Earlier this year, Auditor Matt Rosendale’s office went after pharmacy benefit management companies, what it calls the ‘middle men’ in the world of prescription drugs. Rosendale alleged those companies are violating Montana insurance law by operating in the state without a license.
This week, it settled one of several ongoing cases, with Prime Therapeutics.
Auditor’s Office Spokesman Kyle Schmauch says Prime agreed to pay $375,000 for an independent review of the company’s data, which will help the state get a better handle on how the prescription drug industry works.
“And the costs that are associated with the shady activities of the pharmacy benefit managers.”
Prime Therapeutics did not admit any wrongdoing in the settlement agreement.

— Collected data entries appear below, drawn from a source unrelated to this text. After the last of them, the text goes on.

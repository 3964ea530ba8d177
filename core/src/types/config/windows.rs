use super::LifecycleConfig;
use std::time::Duration;

/// Time windows governing record lifetime, editing and cache freshness.
#[derive(Clone, Copy, Debug, PartialEq, Eq)]
pub struct Windows {
    /// Lifetime of a record; `expires_at = created_at + retention`.
    pub retention: Duration,
    /// Period after creation during which a resubmission edits in place.
    pub edit_window: Duration,
    pub cache_ttl: Duration,
}

impl Default for Windows {
    fn default() -> Self {
        Self::from(&LifecycleConfig::default())
    }
}

impl From<&LifecycleConfig> for Windows {
    fn from(config: &LifecycleConfig) -> Self {
        Self {
            retention: Duration::from_secs(config.retention_hours as u64 * 60 * 60),
            edit_window: Duration::from_secs(config.edit_window_minutes as u64 * 60),
            cache_ttl: Duration::from_secs(config.cache_ttl_secs as u64),
        }
    }
}
//! HTTP front end for the worldfeel engine.
//!
//! Routes:
//! - `POST /api/submit`: share a word, edit it inside the edit window
//! - `GET /api/stats`: current aggregate, optionally focused on a word
//! - `GET /health`: liveness
//!
//! All core calls are blocking redb operations and run on the blocking pool.

use std::{net::SocketAddr, sync::Arc, time::Duration, time::SystemTime};

use axum::{
    Router,
    http::{Method, header::CONTENT_TYPE},
    routing::{get, post},
};
use signal::ctrl_c;
#[cfg(unix)]
use signal::unix::{SignalKind, signal};
use tokio::{net::TcpListener, signal, task::spawn_blocking, time::interval};
use tower_http::{cors::CorsLayer, timeout::TimeoutLayer, trace::TraceLayer};
use tracing::{error, info, warn};
use tracing_subscriber::{EnvFilter, fmt};
use worldfeel_core::types::ServerConfig;

pub mod config;
pub mod error;
pub mod routes;
pub mod state;
pub mod utils;

use config::Settings;
use error::StartupError;
use routes::{health_handler, stats_handler, submit_handler};
use state::State;

pub fn router(state: Arc<State>, server: &ServerConfig) -> Router {
    let cors = CorsLayer::new()
        .allow_methods([Method::GET, Method::POST, Method::OPTIONS])
        .allow_headers([CONTENT_TYPE])
        .max_age(Duration::from_secs(60 * 60));

    Router::new()
        .route("/api/submit", post(submit_handler))
        .route("/api/stats", get(stats_handler))
        .route("/health", get(health_handler))
        .layer(TimeoutLayer::new(Duration::from_secs(u64::from(
            server.request_timeout_secs,
        ))))
        .layer(cors)
        .layer(TraceLayer::new_for_http())
        .with_state(state)
}

pub async fn start_server() -> Result<(), StartupError> {
    fmt().with_env_filter(EnvFilter::from_default_env()).init();

    info!("Loading settings...");
    let settings = Settings::load()?;
    let server = settings.app.server.clone();

    info!("Initializing state...");
    let state = State::new(settings)?;

    tokio::spawn(purge_expired(state.clone()));

    let app = router(state, &server);

    info!("Binding to {}", server.bind);
    let listener = TcpListener::bind(&server.bind).await?;
    info!("Server running on {}", server.bind);

    axum::serve(
        listener,
        app.into_make_service_with_connect_info::<SocketAddr>(),
    )
    .with_graceful_shutdown(shutdown_signal())
    .await?;

    info!("Server shut down");
    Ok(())
}

/// Background expiry: purges records whose retention has passed.
async fn purge_expired(state: Arc<State>) {
    let period = state.purge_interval;
    let mut ticker = interval(period);

    loop {
        ticker.tick().await;

        let state = state.clone();
        let pass = spawn_blocking(move || {
            let now = SystemTime::now();
            if !state.coordinator.should_run_maintenance(now, period) {
                return Ok(None);
            }
            state.coordinator.maintenance(now).map(Some)
        })
        .await;

        match pass {
            Ok(Ok(Some(outcome))) => info!(
                purged = outcome.records_purged.len(),
                swept = outcome.cache_entries_swept,
                "Maintenance pass finished"
            ),
            Ok(Ok(None)) => {}
            Ok(Err(e)) => error!("Maintenance pass failed: {e}"),
            Err(e) => error!("Maintenance task panicked: {e}"),
        }
    }
}

async fn shutdown_signal() {
    let ctrl_c = async {
        if let Err(e) = ctrl_c().await {
            warn!("Failed to install Ctrl+C handler: {e}");
            std::future::pending::<()>().await;
        }

        info!("Received Ctrl+C, shutting down");
    };

    #[cfg(unix)]
    let terminate = async {
        match signal(SignalKind::terminate()) {
            Ok(mut stream) => {
                stream.recv().await;
            }
            Err(e) => {
                warn!("Failed to install signal handler: {e}");
                std::future::pending::<()>().await;
            }
        }

        info!("Received terminate signal, shutting down");
    };

    #[cfg(not(unix))]
    let terminate = std::future::pending::<()>();

    tokio::select! {
        _ = ctrl_c => {},
        _ = terminate => {},
    }
}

In an emailed statement a company spokesperson wrote Prime Therapeutics is pleased to have settled this dispute and, “we look forward to continuing to provide services in Montana to help manage drug costs for the benefit of our clients and their members."
Companies like Prime negotiate deals between drug makers, pharmacies and health plans, including insurance companies and government payers like Medicaid. The goal is to efficiently administer drug benefits, but critics say the system can facilitate unfair profit-making.
“The prescription drug industry, the pharmacy benefit managers, they all claim that their work is in the interest of consumers," Schmauch says. "Based on the research we’ve done, the analysis we’ve done, we strongly believe that that is not the case. But now that we have access to some data, and hopefully some more data soon, that information will be able to prove whether or not the claims made by the industry are true or false.”
Schmauch says over the next several months an analytics firm chosen by the state will start crunching tens of thousands of data points on drug pricing on sales within Montana. Eventually, a condensed version of that information will go to the State Auditor's Office for review.
According to the State Auditor's Office, there are two more pending legal challenges seeking similar drug price information from pharmacy benefit managers Express Scripts and Aetna.
The State Auditor’s Office plans to introduce a bill targeting transparency in drug pricing in the upcoming Legislative session. Republican State Senator Albert Olszeski from Kalispell will carry it.